Abstract Imbalance of macrophage polarization characterized by an increase in the percentage of pro‐inflammatory M1 macrophages and a decrease in anti‐inflammatory M2 macrophages is considered a critical pathogenic mechanism of bisphosphonate‐related osteonecrosis of the jaws (BRONJ). Because high levels of Toll‐like receptor 4 (TLR4) mediates mitochondrial dyshomeostasis in Zoledronic Acid (ZA)‐treated M1 macrophages, tetrahedral DNA nanomaterial (TDN)‐modified with TLR4‐siRNA on each vertex (TDN‐TLR4‐4siR) with excellent biocompatibility is synthesized. This novel TDN‐TLR4‐4siR nanomaterial reverses the polarization phenotype imbalance decreasing the percentage of M1 RAW264.7 macrophages.
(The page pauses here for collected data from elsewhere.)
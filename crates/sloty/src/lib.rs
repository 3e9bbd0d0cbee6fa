pub mod config;
pub mod error;
pub mod scoring;
pub mod telemetry;
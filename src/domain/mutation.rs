//! Remote entities, request shapes and the queued mutation sum types
//!
//! Each domain concern has its own mutation enum. The serialized form is
//! `{"type": "create", "data": {...}}` which is what ends up in durable storage.

use chrono::{DateTime, NaiveDate, Utc};
use serde::{Deserialize, Serialize};

#[derive(Debug, Clone, Copy, PartialEq, Eq, Serialize, Deserialize, clap::ValueEnum)]
#[serde(rename_all = "lowercase")]
pub enum TaskPriority {
    Low,
    Medium,
    High
}

/// Body of a "create task" call
#[derive(Debug, Clone, PartialEq, Serialize, Deserialize)]
pub struct CreateTaskRequest {
    pub title:       String,
    #[serde(default, skip_serializing_if = "Option::is_none")]
    pub description: Option<String>,
    #[serde(default, skip_serializing_if = "Option::is_none")]
    pub priority:    Option<TaskPriority>,
    #[serde(default, skip_serializing_if = "Option::is_none")]
    pub due_date:    Option<NaiveDate>,
    #[serde(default)]
    pub tags:        Vec<String>
}

impl CreateTaskRequest {
    pub fn titled(title: impl Into<String>) -> Self {
        Self { title: title.into(), description: None, priority: None, due_date: None, tags: Vec::new() }
    }
}

/// Task as returned by the server
#[derive(Debug, Clone, PartialEq, Serialize, Deserialize)]
pub struct Task {
    pub id:          i64,
    pub title:       String,
    #[serde(default)]
    pub description: Option<String>,
    #[serde(default)]
    pub priority:    Option<TaskPriority>,
    #[serde(default)]
    pub due_date:    Option<NaiveDate>,
    #[serde(default)]
    pub tags:        Vec<String>,
    #[serde(default)]
    pub completed:   bool,
    pub created_at:  DateTime<Utc>
}

/// Body of a "create mood entry" call
#[derive(Debug, Clone, PartialEq, Serialize, Deserialize)]
pub struct CreateMoodEntryRequest {
    /// 1 (awful) to 5 (great)
    pub score: u8,
    pub date:  NaiveDate,
    #[serde(default)]
    pub tags:  Vec<String>,
    #[serde(default, skip_serializing_if = "Option::is_none")]
    pub note:  Option<String>
}

#[derive(Debug, Clone, PartialEq, Serialize, Deserialize)]
pub struct MoodEntry {
    pub id:         i64,
    pub score:      u8,
    pub date:       NaiveDate,
    #[serde(default)]
    pub tags:       Vec<String>,
    #[serde(default)]
    pub note:       Option<String>,
    pub created_at: DateTime<Utc>
}

/// Body of a "create journal entry" call
#[derive(Debug, Clone, PartialEq, Serialize, Deserialize)]
pub struct CreateJournalEntryRequest {
    pub date:    NaiveDate,
    pub content: String,
    #[serde(default)]
    pub tags:    Vec<String>
}

/// Partial update of an existing journal entry
#[derive(Debug, Clone, PartialEq, Serialize, Deserialize)]
pub struct UpdateJournalEntryRequest {
    pub id:      i64,
    #[serde(default, skip_serializing_if = "Option::is_none")]
    pub content: Option<String>,
    #[serde(default, skip_serializing_if = "Option::is_none")]
    pub tags:    Option<Vec<String>>
}

#[derive(Debug, Clone, PartialEq, Serialize, Deserialize)]
pub struct JournalEntry {
    pub id:         i64,
    pub date:       NaiveDate,
    pub content:    String,
    #[serde(default)]
    pub tags:       Vec<String>,
    pub created_at: DateTime<Utc>,
    #[serde(default)]
    pub updated_at: Option<DateTime<Utc>>
}

#[derive(Debug, Clone, PartialEq, Serialize, Deserialize)]
#[serde(tag = "type", content = "data", rename_all = "lowercase")]
pub enum TaskMutation {
    Create(CreateTaskRequest)
}

#[derive(Debug, Clone, PartialEq, Serialize, Deserialize)]
#[serde(tag = "type", content = "data", rename_all = "lowercase")]
pub enum MoodMutation {
    Create(CreateMoodEntryRequest)
}

#[derive(Debug, Clone, PartialEq, Serialize, Deserialize)]
#[serde(tag = "type", content = "data", rename_all = "lowercase")]
pub enum JournalMutation {
    Create(CreateJournalEntryRequest),
    Update(UpdateJournalEntryRequest)
}

/// Short human readable summary used in listings
pub trait Describe {
    fn kind(&self) -> &'static str;
    fn summary(&self) -> String;
}

impl Describe for TaskMutation {
    fn kind(&self) -> &'static str {
        match self {
            TaskMutation::Create(_) => "create"
        }
    }

    fn summary(&self) -> String {
        match self {
            TaskMutation::Create(req) => req.title.clone()
        }
    }
}

impl Describe for MoodMutation {
    fn kind(&self) -> &'static str {
        match self {
            MoodMutation::Create(_) => "create"
        }
    }

    fn summary(&self) -> String {
        match self {
            MoodMutation::Create(req) => format!("{} on {}", req.score, req.date)
        }
    }
}

impl Describe for JournalMutation {
    fn kind(&self) -> &'static str {
        match self {
            JournalMutation::Create(_) => "create",
            JournalMutation::Update(_) => "update"
        }
    }

    fn summary(&self) -> String {
        match self {
            JournalMutation::Create(req) => format!("{}: {}", req.date, preview(&req.content)),
            JournalMutation::Update(req) => {
                format!("#{}: {}", req.id, req.content.as_deref().map(preview).unwrap_or_default())
            }
        }
    }
}

fn preview(content: &str) -> String {
    const MAX_CHARS: usize = 40;
    if content.chars().count() <= MAX_CHARS {
        return content.to_string();
    }
    let cut: String = content.chars().take(MAX_CHARS).collect();
    format!("{}…", cut)
}
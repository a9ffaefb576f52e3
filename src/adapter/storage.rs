//! Queue storage implementations
//!
//! This module provides both in-memory and persistent (RocksDB) implementations
//! of the [`QueueStorage`] port.

use std::{
    collections::{BTreeMap, HashMap},
    path::Path,
    sync::{Arc, Mutex}
};

use async_trait::async_trait;
use rocksdb::{ColumnFamily, DB, Direction, IteratorMode, Options, WriteBatch};
use tokio::sync::RwLock;
use tracing::{Level, event};

use crate::{
    domain::{
        constant::{STORAGE_SCHEMA_VERSION, offline_queue},
        error::MehError
    },
    port::storage::{QueueStorage, StoredEntry}
};

#[derive(Debug, Clone, Copy, PartialEq, Eq, Hash, serde::Serialize, serde::Deserialize, clap::ValueEnum)]
pub enum QueueStorageType {
    #[serde(rename = "inmemory")]
    #[value(name = "inmemory")]
    InMemory,
    #[serde(rename = "rocksdb")]
    #[value(name = "rocksdb")]
    RocksDb
}

impl QueueStorageType {
    pub fn as_str(&self) -> &'static str {
        match self {
            QueueStorageType::InMemory => "inmemory",
            QueueStorageType::RocksDb => "rocksdb"
        }
    }
}

#[derive(Debug, Default)]
struct Namespace {
    last_key: u64,
    entries:  BTreeMap<u64, Vec<u8>>
}

/// In-memory queue storage
///
/// Suitable for tests and for environments without a writable data
/// directory; everything is lost when the process exits.
#[derive(Debug, Default)]
pub struct InMemoryQueueStorage {
    namespaces: Arc<RwLock<HashMap<String, Namespace>>>
}

impl InMemoryQueueStorage {
    pub fn new() -> Self {
        Self::default()
    }
}

#[async_trait]
impl QueueStorage for InMemoryQueueStorage {
    async fn ensure_namespace(&self, namespace: &str) -> Result<(), MehError> {
        let mut namespaces = self.namespaces.write().await;
        namespaces.entry(namespace.to_string()).or_default();
        Ok(())
    }

    async fn append(&self, namespace: &str, value: &[u8]) -> Result<u64, MehError> {
        let mut namespaces = self.namespaces.write().await;
        let ns = namespaces.entry(namespace.to_string()).or_default();

        ns.last_key += 1;
        ns.entries.insert(ns.last_key, value.to_vec());

        Ok(ns.last_key)
    }

    async fn count(&self, namespace: &str) -> Result<usize, MehError> {
        let namespaces = self.namespaces.read().await;
        Ok(namespaces.get(namespace).map(|ns| ns.entries.len()).unwrap_or(0))
    }

    async fn scan(&self, namespace: &str) -> Result<Vec<StoredEntry>, MehError> {
        let namespaces = self.namespaces.read().await;

        if let Some(ns) = namespaces.get(namespace) {
            Ok(ns.entries.iter().map(|(key, value)| StoredEntry { key: *key, value: value.clone() }).collect())
        } else {
            Ok(vec![])
        }
    }

    async fn replace(&self, namespace: &str, key: u64, value: &[u8]) -> Result<(), MehError> {
        let mut namespaces = self.namespaces.write().await;

        match namespaces.get_mut(namespace).and_then(|ns| ns.entries.get_mut(&key)) {
            Some(slot) => {
                *slot = value.to_vec();
                Ok(())
            }
            None => Err(MehError::Storage(format!("No entry {} in namespace '{}'", key, namespace)))
        }
    }

    async fn delete(&self, namespace: &str, key: u64) -> Result<(), MehError> {
        let mut namespaces = self.namespaces.write().await;

        if let Some(ns) = namespaces.get_mut(namespace) {
            ns.entries.remove(&key);
        }

        Ok(())
    }

    async fn move_entry(&self, from: &str, key: u64, to: &str, value: &[u8]) -> Result<u64, MehError> {
        let mut namespaces = self.namespaces.write().await;

        let target = namespaces.entry(to.to_string()).or_default();
        target.last_key += 1;
        let moved = target.last_key;
        target.entries.insert(moved, value.to_vec());

        if let Some(ns) = namespaces.get_mut(from) {
            ns.entries.remove(&key);
        }

        Ok(moved)
    }
}

/// Column family names
const CF_QUEUE: &str = "queue";
const CF_META: &str = "meta";

const SCHEMA_VERSION_KEY: &str = "schema_version";

/// RocksDB-based queue storage
///
/// Storage layout:
/// - `queue` CF: `{namespace}:{key:020}` -> serialized entry
/// - `meta` CF: `seq:{namespace}` -> u64 (last handed out key, big endian)
/// - `meta` CF: `namespace:{namespace}` -> empty marker
/// - `meta` CF: `schema_version` -> u32 (big endian)
///
/// Keys are zero padded so the lexicographic iteration order of RocksDB is
/// the insertion order.
pub struct RocksDbQueueStorage {
    db:          Arc<DB>,
    /// Serializes the read-increment-write of sequence counters
    append_lock: Arc<Mutex<()>>
}

impl RocksDbQueueStorage {
    /// Open (or create) the store at `path`
    pub fn open<P: AsRef<Path>>(path: P) -> Result<Self, MehError> {
        let mut opts = Options::default();
        opts.create_if_missing(true);
        opts.create_missing_column_families(true);
        opts.set_compression_type(rocksdb::DBCompressionType::Snappy);

        let db = DB::open_cf(&opts, path, [CF_QUEUE, CF_META])
            .map_err(|e| MehError::Storage(format!("Failed to open RocksDB: {}", e)))?;

        let storage = Self { db: Arc::new(db), append_lock: Arc::new(Mutex::new(())) };
        storage.check_schema_version()?;

        Ok(storage)
    }

    fn check_schema_version(&self) -> Result<(), MehError> {
        let meta = get_cf(&self.db, CF_META)?;

        match self.db.get_cf(meta, SCHEMA_VERSION_KEY)? {
            Some(data) => {
                let bytes: [u8; 4] = data
                    .try_into()
                    .map_err(|_| MehError::Storage("Invalid schema version data".to_string()))?;
                let found = u32::from_be_bytes(bytes);
                if found != STORAGE_SCHEMA_VERSION {
                    return Err(MehError::Storage(format!(
                        "Unsupported queue storage schema version {} (expected {})",
                        found, STORAGE_SCHEMA_VERSION
                    )));
                }
                Ok(())
            }
            None => {
                self.db.put_cf(meta, SCHEMA_VERSION_KEY, STORAGE_SCHEMA_VERSION.to_be_bytes())?;
                Ok(())
            }
        }
    }

    fn entry_key(namespace: &str, key: u64) -> String {
        format!("{}:{:020}", namespace, key)
    }

    fn seq_key(namespace: &str) -> String {
        format!("seq:{}", namespace)
    }

    fn namespace_key(namespace: &str) -> String {
        format!("namespace:{}", namespace)
    }

    /// Stage an append into `batch` and return the key it will get
    ///
    /// Callers must hold `append_lock` until the batch is written.
    fn batch_append(db: &DB, batch: &mut WriteBatch, namespace: &str, value: &[u8]) -> Result<u64, MehError> {
        let queue = get_cf(db, CF_QUEUE)?;
        let meta = get_cf(db, CF_META)?;
        let seq_key = Self::seq_key(namespace);

        let last = match db.get_cf(meta, &seq_key)? {
            Some(data) => {
                let bytes: [u8; 8] =
                    data.try_into().map_err(|_| MehError::Storage("Invalid sequence data".to_string()))?;
                u64::from_be_bytes(bytes)
            }
            None => 0
        };
        let key = last + 1;

        batch.put_cf(queue, Self::entry_key(namespace, key), value);
        batch.put_cf(meta, &seq_key, key.to_be_bytes());
        batch.put_cf(meta, Self::namespace_key(namespace), b"");
        Ok(key)
    }

    /// Run a closure against the DB on the blocking pool
    async fn blocking<F, R>(&self, f: F) -> Result<R, MehError>
    where
        F: FnOnce(&DB) -> Result<R, MehError> + Send + 'static,
        R: Send + 'static
    {
        let db = self.db.clone();
        tokio::task::spawn_blocking(move || f(&db))
            .await
            .map_err(|e| MehError::Generic(format!("Storage task failed: {}", e)))?
    }
}

fn get_cf<'a>(db: &'a DB, name: &str) -> Result<&'a ColumnFamily, MehError> {
    db.cf_handle(name).ok_or_else(|| MehError::Storage(format!("Column family '{}' not found", name)))
}

/// Iterate over the `(key, value)` pairs of one namespace in key order
fn for_each_entry<F>(db: &DB, namespace: &str, mut f: F) -> Result<(), MehError>
where
    F: FnMut(u64, &[u8])
{
    let cf = get_cf(db, CF_QUEUE)?;
    let prefix = format!("{}:", namespace);

    let iter = db.iterator_cf(cf, IteratorMode::From(prefix.as_bytes(), Direction::Forward));
    for item in iter {
        let (key, value) = item.map_err(|e| MehError::Storage(format!("Failed to iterate queue: {}", e)))?;

        let Some(suffix) = key.strip_prefix(prefix.as_bytes()) else {
            break;
        };

        let entry_key = std::str::from_utf8(suffix)
            .ok()
            .and_then(|s| s.parse::<u64>().ok())
            .ok_or_else(|| MehError::Storage(format!("Malformed queue key in namespace '{}'", namespace)))?;

        f(entry_key, &value);
    }

    Ok(())
}

#[async_trait]
impl QueueStorage for RocksDbQueueStorage {
    async fn ensure_namespace(&self, namespace: &str) -> Result<(), MehError> {
        let marker = Self::namespace_key(namespace);

        self.blocking(move |db| {
            let meta = get_cf(db, CF_META)?;
            if db.get_cf(meta, &marker)?.is_none() {
                db.put_cf(meta, &marker, b"")?;
            }
            Ok(())
        })
        .await
    }

    async fn append(&self, namespace: &str, value: &[u8]) -> Result<u64, MehError> {
        let namespace = namespace.to_string();
        let value = value.to_vec();
        let lock = self.append_lock.clone();

        self.blocking(move |db| {
            let _guard = lock.lock().map_err(|_| MehError::Storage("Queue append lock poisoned".to_string()))?;

            let mut batch = WriteBatch::default();
            let key = Self::batch_append(db, &mut batch, &namespace, &value)?;
            db.write(batch).map_err(|e| MehError::Storage(format!("Failed to append to queue: {}", e)))?;

            Ok(key)
        })
        .await
    }

    async fn count(&self, namespace: &str) -> Result<usize, MehError> {
        let namespace = namespace.to_string();

        self.blocking(move |db| {
            let mut count = 0;
            for_each_entry(db, &namespace, |_, _| count += 1)?;
            Ok(count)
        })
        .await
    }

    async fn scan(&self, namespace: &str) -> Result<Vec<StoredEntry>, MehError> {
        let namespace = namespace.to_string();

        self.blocking(move |db| {
            let mut entries = Vec::new();
            for_each_entry(db, &namespace, |key, value| entries.push(StoredEntry { key, value: value.to_vec() }))?;
            Ok(entries)
        })
        .await
    }

    async fn replace(&self, namespace: &str, key: u64, value: &[u8]) -> Result<(), MehError> {
        let entry_key = Self::entry_key(namespace, key);
        let namespace = namespace.to_string();
        let value = value.to_vec();

        self.blocking(move |db| {
            let queue = get_cf(db, CF_QUEUE)?;
            if db.get_cf(queue, &entry_key)?.is_none() {
                return Err(MehError::Storage(format!("No entry {} in namespace '{}'", key, namespace)));
            }
            db.put_cf(queue, &entry_key, &value)?;
            Ok(())
        })
        .await
    }

    async fn delete(&self, namespace: &str, key: u64) -> Result<(), MehError> {
        let entry_key = Self::entry_key(namespace, key);

        self.blocking(move |db| {
            let queue = get_cf(db, CF_QUEUE)?;
            db.delete_cf(queue, &entry_key)
                .map_err(|e| MehError::Storage(format!("Failed to delete queue entry: {}", e)))
        })
        .await
    }

    async fn move_entry(&self, from: &str, key: u64, to: &str, value: &[u8]) -> Result<u64, MehError> {
        let source_key = Self::entry_key(from, key);
        let to = to.to_string();
        let value = value.to_vec();
        let lock = self.append_lock.clone();

        self.blocking(move |db| {
            let _guard = lock.lock().map_err(|_| MehError::Storage("Queue append lock poisoned".to_string()))?;

            let mut batch = WriteBatch::default();
            let moved = Self::batch_append(db, &mut batch, &to, &value)?;
            batch.delete_cf(get_cf(db, CF_QUEUE)?, &source_key);
            db.write(batch).map_err(|e| MehError::Storage(format!("Failed to move queue entry: {}", e)))?;

            Ok(moved)
        })
        .await
    }
}

/// Factory for creating queue storage based on configuration
pub struct QueueStorageFactory;

impl QueueStorageFactory {
    pub fn create(store_type: QueueStorageType, path: Option<&Path>) -> Result<Arc<dyn QueueStorage>, MehError> {
        match store_type {
            QueueStorageType::InMemory => Ok(Arc::new(InMemoryQueueStorage::new())),
            QueueStorageType::RocksDb => {
                let path = path.ok_or(MehError::Configuration("A storage path is required for RocksDB".to_string()))?;
                if let Some(parent) = path.parent() {
                    std::fs::create_dir_all(parent)?;
                }
                Ok(Arc::new(RocksDbQueueStorage::open(path)?))
            }
        }
    }

    /// Like [`QueueStorageFactory::create`], but an unusable store yields
    /// `None` so that queues degrade to no-ops instead of failing.
    pub fn create_or_disable(store_type: QueueStorageType, path: Option<&Path>) -> Option<Arc<dyn QueueStorage>> {
        match Self::create(store_type, path) {
            Ok(storage) => Some(storage),
            Err(e) => {
                event!(Level::WARN, event = offline_queue::STORAGE_UNAVAILABLE,
                       backend = store_type.as_str(), error = %e);
                None
            }
        }
    }
}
Mitochondrial dynamics analysis shows a shift from short rod‐like ultrastructure to elongated shapes with more mitochondrial network continuity in ZA‐primed M1 macrophages after treatment with TDN‐TLR4‐4siR, along with elevated expression of Mfn1 and Mfn2 . TDN‐TLR4‐4siR further reduces intracellular ROS production and restored mitochondrial membrane potential. Furthermore, decreased sequestra formation and accelerated healing of the extraction wound are observed in the TDN‐TLR4‐4siR group, resulting in decreased incidence of rat BRONJ via reprogramming polarized macrophages. Consequently, this study establishes a novel strategy using TDN‐TLR4‐4siR nanomaterial to regulate mitochondrial homeostasis of polarized macrophages to prevent BRONJ.